Retyping the records exactly is the whole task.

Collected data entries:
= Beginning of Section =

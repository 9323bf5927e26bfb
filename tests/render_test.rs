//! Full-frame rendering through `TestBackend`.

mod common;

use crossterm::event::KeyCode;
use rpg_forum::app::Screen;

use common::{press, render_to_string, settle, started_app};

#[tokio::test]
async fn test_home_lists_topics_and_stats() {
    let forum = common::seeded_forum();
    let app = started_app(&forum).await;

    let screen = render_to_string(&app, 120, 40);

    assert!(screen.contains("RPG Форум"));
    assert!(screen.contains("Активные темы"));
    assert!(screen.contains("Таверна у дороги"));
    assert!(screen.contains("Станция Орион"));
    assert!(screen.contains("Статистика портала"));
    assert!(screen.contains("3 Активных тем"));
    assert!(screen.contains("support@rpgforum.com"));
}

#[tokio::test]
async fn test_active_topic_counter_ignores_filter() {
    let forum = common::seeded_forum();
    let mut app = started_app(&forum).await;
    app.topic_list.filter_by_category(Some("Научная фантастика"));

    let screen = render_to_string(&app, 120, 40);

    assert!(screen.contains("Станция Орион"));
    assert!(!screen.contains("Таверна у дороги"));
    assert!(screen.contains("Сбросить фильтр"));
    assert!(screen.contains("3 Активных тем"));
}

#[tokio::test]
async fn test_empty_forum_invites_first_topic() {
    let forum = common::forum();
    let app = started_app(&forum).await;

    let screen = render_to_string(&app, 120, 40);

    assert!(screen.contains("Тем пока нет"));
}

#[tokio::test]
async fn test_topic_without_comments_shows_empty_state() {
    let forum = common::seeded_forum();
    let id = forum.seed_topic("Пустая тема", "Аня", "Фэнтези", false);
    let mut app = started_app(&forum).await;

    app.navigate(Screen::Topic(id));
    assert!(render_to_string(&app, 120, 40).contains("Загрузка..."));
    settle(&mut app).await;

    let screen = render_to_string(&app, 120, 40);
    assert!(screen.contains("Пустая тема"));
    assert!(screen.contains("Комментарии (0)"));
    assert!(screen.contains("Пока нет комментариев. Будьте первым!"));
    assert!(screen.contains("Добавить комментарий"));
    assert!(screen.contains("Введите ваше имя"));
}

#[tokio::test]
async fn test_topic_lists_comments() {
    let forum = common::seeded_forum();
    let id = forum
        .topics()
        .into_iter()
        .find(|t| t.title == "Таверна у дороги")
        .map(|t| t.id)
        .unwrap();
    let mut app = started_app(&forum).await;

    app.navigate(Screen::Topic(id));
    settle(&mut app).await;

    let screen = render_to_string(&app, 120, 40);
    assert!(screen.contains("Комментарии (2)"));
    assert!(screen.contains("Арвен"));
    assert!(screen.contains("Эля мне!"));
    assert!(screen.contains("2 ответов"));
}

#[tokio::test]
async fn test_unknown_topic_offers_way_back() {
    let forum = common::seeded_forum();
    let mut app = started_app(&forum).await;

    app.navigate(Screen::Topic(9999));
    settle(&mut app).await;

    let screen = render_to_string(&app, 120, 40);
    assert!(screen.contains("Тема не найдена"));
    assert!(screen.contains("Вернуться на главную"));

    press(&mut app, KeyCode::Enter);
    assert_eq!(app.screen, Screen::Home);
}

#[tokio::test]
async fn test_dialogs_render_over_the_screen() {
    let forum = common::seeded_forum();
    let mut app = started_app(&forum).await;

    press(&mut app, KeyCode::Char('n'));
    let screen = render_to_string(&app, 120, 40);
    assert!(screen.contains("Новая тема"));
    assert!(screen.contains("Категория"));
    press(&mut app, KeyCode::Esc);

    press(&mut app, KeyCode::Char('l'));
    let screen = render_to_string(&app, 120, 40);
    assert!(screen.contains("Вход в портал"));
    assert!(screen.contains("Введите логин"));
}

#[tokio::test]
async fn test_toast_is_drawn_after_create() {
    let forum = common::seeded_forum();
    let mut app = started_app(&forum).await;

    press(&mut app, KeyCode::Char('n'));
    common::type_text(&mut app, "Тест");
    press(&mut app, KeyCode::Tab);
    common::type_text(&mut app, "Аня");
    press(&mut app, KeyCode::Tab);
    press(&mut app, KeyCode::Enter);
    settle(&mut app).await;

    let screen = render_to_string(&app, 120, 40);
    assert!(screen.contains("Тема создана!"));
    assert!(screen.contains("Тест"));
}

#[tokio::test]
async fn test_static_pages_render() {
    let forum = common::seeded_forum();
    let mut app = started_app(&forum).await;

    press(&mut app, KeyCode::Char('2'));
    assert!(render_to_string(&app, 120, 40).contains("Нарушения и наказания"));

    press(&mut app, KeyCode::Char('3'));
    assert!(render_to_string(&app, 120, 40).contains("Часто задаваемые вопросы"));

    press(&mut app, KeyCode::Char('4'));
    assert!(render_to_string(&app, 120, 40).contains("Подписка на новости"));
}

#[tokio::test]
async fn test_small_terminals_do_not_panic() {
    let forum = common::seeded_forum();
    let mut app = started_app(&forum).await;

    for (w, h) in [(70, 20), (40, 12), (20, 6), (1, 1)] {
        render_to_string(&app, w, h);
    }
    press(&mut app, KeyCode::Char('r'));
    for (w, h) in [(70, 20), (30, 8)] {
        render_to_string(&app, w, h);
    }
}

= End of Section =

(Reply to the exercise)
repository 9323bf5927e26bfb
filename tests/render_test.rs
//! Full-frame rendering through `TestBackend`.

mod common;

use crossterm::event::KeyCode;
use rpg_forum::app::Screen;

use common::{press, render_to_string, settle, started_app};

#[tokio::test]
async fn test_home_lists_topics_and_stats() {
    let forum = common::seeded_forum();
    let app = started_app(&forum).await;

    let screen = render_to_string(&app, 120, 40);

    assert!(screen.contains("RPG Форум"));
    assert!(screen.contains("Активные темы"));
    assert!(screen.contains("Таверна у дороги"));
    assert!(screen.contains("Станция Орион"));
    assert!(screen.contains("Статистика портала"));
    assert!(screen.contains("3 Активных тем"));
    assert!(screen.contains("support@rpgforum.com"));
}

#[tokio::test]
async fn test_active_topic_counter_ignores_filter() {
    let forum = common::seeded_forum();
    let mut app = started_app(&forum).await;
    app.topic_list.filter_by_category(Some("Научная фантастика"));

    let screen = render_to_string(&app, 120, 40);

    assert!(screen.contains("Станция Орион"));
    assert!(!screen.contains("Таверна у дороги"));
    assert!(screen.contains("Сбросить фильтр"));
    assert!(screen.contains("3 Активных тем"));
}

#[tokio::test]
async fn test_empty_forum_invites_first_topic() {
    let forum = common::forum();
    let app = started_app(&forum).await;

    let screen = render_to_string(&app, 120, 40);

    assert!(screen.contains("Тем пока нет"));
}

#[tokio::test]
async fn test_topic_without_comments_shows_empty_state() {
    let forum = common::seeded_forum();
    let id = forum.seed_topic("Пустая тема", "Аня", "Фэнтези", false);
    let mut app = started_app(&forum).await;

    app.navigate(Screen::Topic(id));
    assert!(render_to_string(&app, 120, 40).contains("Загрузка..."));
    settle(&mut app).await;

    let screen = render_to_string(&app, 120, 40);
    assert!(screen.contains("Пустая тема"));
    assert!(screen.contains("Комментарии (0)"));
    assert!(screen.contains("Пока нет комментариев. Будьте первым!"));
    assert!(screen.contains("Добавить комментарий"));
    assert!(screen.contains("Введите ваше имя"));
}

#[tokio::test]
async fn test_topic_lists_comments() {
    let forum = common::seeded_forum();
    let id = forum
        .topics()
        .into_iter()
        .find(|t| t.title == "Таверна у дороги")
        .map(|t| t.id)
        .unwrap();
    let mut app = started_app(&forum).await;

    app.navigate(Screen::Topic(id));
    settle(&mut app).await;

    let screen = render_to_string(&app, 120, 40);
    assert!(screen.contains("Комментарии (2)"));
    assert!(screen.contains("Арвен"));
    assert!(screen.contains("Эля мне!"));
    assert!(screen.contains("2 ответов"));
}

#[tokio::test]
async fn test_unknown_topic_offers_way_back() {
    let forum = common::seeded_forum();
    let mut app = started_app(&forum).await;

    app.navigate(Screen::Topic(9999));
    settle(&mut app).await;

    let screen = render_to_string(&app, 120, 40);
    assert!(screen.contains("Тема не найдена"));
    assert!(screen.contains("Вернуться на главную"));

    press(&mut app, KeyCode::Enter);
    assert_eq!(app.screen, Screen::Home);
}

#[tokio::test]
async fn test_dialogs_render_over_the_screen() {
    let forum = common::seeded_forum();
    let mut app = started_app(&forum).await;

    press(&mut app, KeyCode::Char('n'));
    let screen = render_to_string(&app, 120, 40);
    assert!(screen.contains("Новая тема"));
    assert!(screen.contains("Категория"));
    press(&mut app, KeyCode::Esc);

    press(&mut app, KeyCode::Char('l'));
    let screen = render_to_string(&app, 120, 40);
    assert!(screen.contains("Вход в портал"));
    assert!(screen.contains("Введите логин"));
}

#[tokio::test]
async fn test_toast_is_drawn_after_create() {
    let forum = common::seeded_forum();
    let mut app = started_app(&forum).await;

    press(&mut app, KeyCode::Char('n'));
    common::type_text(&mut app, "Тест");
    press(&mut app, KeyCode::Tab);
    common::type_text(&mut app, "Аня");
    press(&mut app, KeyCode::Tab);
    press(&mut app, KeyCode::Enter);
    settle(&mut app).await;

    let screen = render_to_string(&app, 120, 40);
    assert!(screen.contains("Тема создана!"));
    assert!(screen.contains("Тест"));
}

#[tokio::test]
async fn test_static_pages_render() {
    let forum = common::seeded_forum();
    let mut app = started_app(&forum).await;

    press(&mut app, KeyCode::Char('2'));
    assert!(render_to_string(&app, 120, 40).contains("Нарушения и наказания"));

    press(&mut app, KeyCode::Char('3'));
    assert!(render_to_string(&app, 120, 40).contains("Часто задаваемые вопросы"));

    press(&mut app, KeyCode::Char('4'));
    assert!(render_to_string(&app, 120, 40).contains("Подписка на новости"));
}

#[tokio::test]
async fn test_small_terminals_do_not_panic() {
    let forum = common::seeded_forum();
    let mut app = started_app(&forum).await;

    for (w, h) in [(70, 20), (40, 12), (20, 6), (1, 1)] {
        render_to_string(&app, w, h);
    }
    press(&mut app, KeyCode::Char('r'));
    for (w, h) in [(70, 20), (30, 8)] {
        render_to_string(&app, w, h);
    }
}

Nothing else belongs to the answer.